An investigation of mesoscale processes and convective morphology on 27 April 2011
The 27 April 2011 Super Outbreak, which was part of a multi-day outbreak of severe weather spanning 25-28 April 2011, produced approximately 199 tornadoes, which resulted in 321 fatalities and more than 2700 injuries. The 27 April outbreak comprised three tornadic systems, with the supercell outbreak being the most notable for producing long-track, strong tornadoes. However, a morning QLCS was also especially severe, producing 76 tornadoes of up to EF3 intensity. Additionally, a second midday QLCS occurred over northern Mississippi and Alabama, which was responsible for the development of a thermal boundary. This boundary influenced the evolution of the northern supercells later during the day.
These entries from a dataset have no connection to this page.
use crate::coach::ConnectionState;
use crate::state::{AppState, MetricsSnapshot};
use actix_web::{web, HttpResponse};
use serde_json::json;
use std::process;

pub async fn health_check(state: web::Data<AppState>) -> HttpResponse {
    let metrics = state.get_metrics_snapshot();
    let config = state.get_config();
    let session = state.coach.snapshot();

    HttpResponse::Ok().json(json!({
        "status": "healthy",
        "timestamp": chrono::Utc::now().to_rfc3339(),
        "uptime_seconds": state.get_uptime_seconds(),
        "service": {
            "name": "voice-coach-backend",
            "version": env!("CARGO_PKG_VERSION"),
            "host": config.server.host,
            "port": config.server.port
        },
        "session": {
            "state": session.state,
            "session_id": session.session_id,
            "last_error": session.last_error
        },
        "backend": {
            "endpoint": config.backend.endpoint,
            "model_id": config.backend.model_id
        },
        "audio": {
            "capture": config.audio.capture,
            "output": config.audio.output,
            "input_sample_rate": config.audio.input_sample_rate,
            "output_sample_rate": config.audio.output_sample_rate
        },
        "metrics": metrics,
        "memory": get_memory_info(),
        "system": get_system_status(session.state, &metrics)
    }))
}

pub async fn detailed_metrics(state: web::Data<AppState>) -> HttpResponse {
    let metrics = state.get_metrics_snapshot();
    let uptime_seconds = state.get_uptime_seconds();

    HttpResponse::Ok().json(json!({
        "timestamp": chrono::Utc::now().to_rfc3339(),
        "uptime_seconds": uptime_seconds,
        "state": state.coach.state(),
        "pipeline": metrics,
        "derived": {
            "frame_discard_rate": metrics.frame_discard_rate(),
            "capture_drop_rate": metrics.capture_drop_rate(),
            "chunk_drop_rate": if metrics.chunks_scheduled + metrics.chunks_dropped > 0 {
                metrics.chunks_dropped as f64 / (metrics.chunks_scheduled + metrics.chunks_dropped) as f64
            } else {
                0.0
            },
            "frames_per_second": if uptime_seconds > 0 {
                metrics.frames_sent as f64 / uptime_seconds as f64
            } else {
                0.0
            }
        },
        "memory": get_memory_info()
    }))
}

fn get_memory_info() -> serde_json::Value {
    #[cfg(target_os = "linux")]
    {
        let pid = process::id();
        if let Ok(status) = std::fs::read_to_string(format!("/proc/{}/status", pid)) {
            let mut vm_rss = 0;
            let mut vm_size = 0;

            for line in status.lines() {
                if line.starts_with("VmRSS:") {
                    if let Some(kb_str) = line.split_whitespace().nth(1) {
                        vm_rss = kb_str.parse::<u64>().unwrap_or(0) * 1024;
                    }
                } else if line.starts_with("VmSize:") {
                    if let Some(kb_str) = line.split_whitespace().nth(1) {
                        vm_size = kb_str.parse::<u64>().unwrap_or(0) * 1024;
                    }
                }
            }

            return json!({
                "resident_memory_bytes": vm_rss,
                "virtual_memory_bytes": vm_size,
                "available": true
            });
        }
    }

    json!({
        "resident_memory_bytes": 0,
        "virtual_memory_bytes": 0,
        "available": false,
        "note": format!("Memory info not available for pid {}", process::id())
    })
}

fn get_system_status(state: ConnectionState, metrics: &MetricsSnapshot) -> serde_json::Value {
    let mut warnings = Vec::new();
    if state == ConnectionState::Error {
        warnings.push("Last session ended with an error - see session.last_error");
    }
    if metrics.frame_discard_rate() > 0.05 {
        warnings.push("Uplink frames are being discarded after session close");
    }
    if metrics.capture_drop_rate() > 0.05 {
        warnings.push("Capture frames are being dropped - the uplink cannot keep up");
    }
    if metrics.teardown_failures > 0 {
        warnings.push("Some teardown steps failed - audio devices may need a restart");
    }

    json!({
        "status": if warnings.is_empty() { "normal" } else { "degraded" },
        "warnings": warnings
    })
}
This goal of this study is to determine how meso-beta? scale dynamical processes resulted in the formation of these three systems and what environmental factors led to the differing organization, morphology, and severity of convection on 27 April. While several studies have examined the roles of surface boundaries in the initiation and organization of convection, limited studies have thoroughly investigated the roles of mesoscale forcing and organizational mechanisms for convection located within the warm sector (i.e., not along a surface boundary). Some potentially important phenomena for convective organization found in past studies are cold fronts aloft, mesoscale instabilities, and gravity waves generated both by convection and by the geostrophic adjustment process in response to unbalanced flow aloft. The role of such mesoscale processes may be heavily influenced by the environmental response to previous convection, which warrants a thorough investigation into the influence that earlier convection may have had on the eventual evolution of the supercell outbreak. A discussion of these potential processes and their hypothesized role in the evolution of this outbreak will be discussed in the context of proposed future work.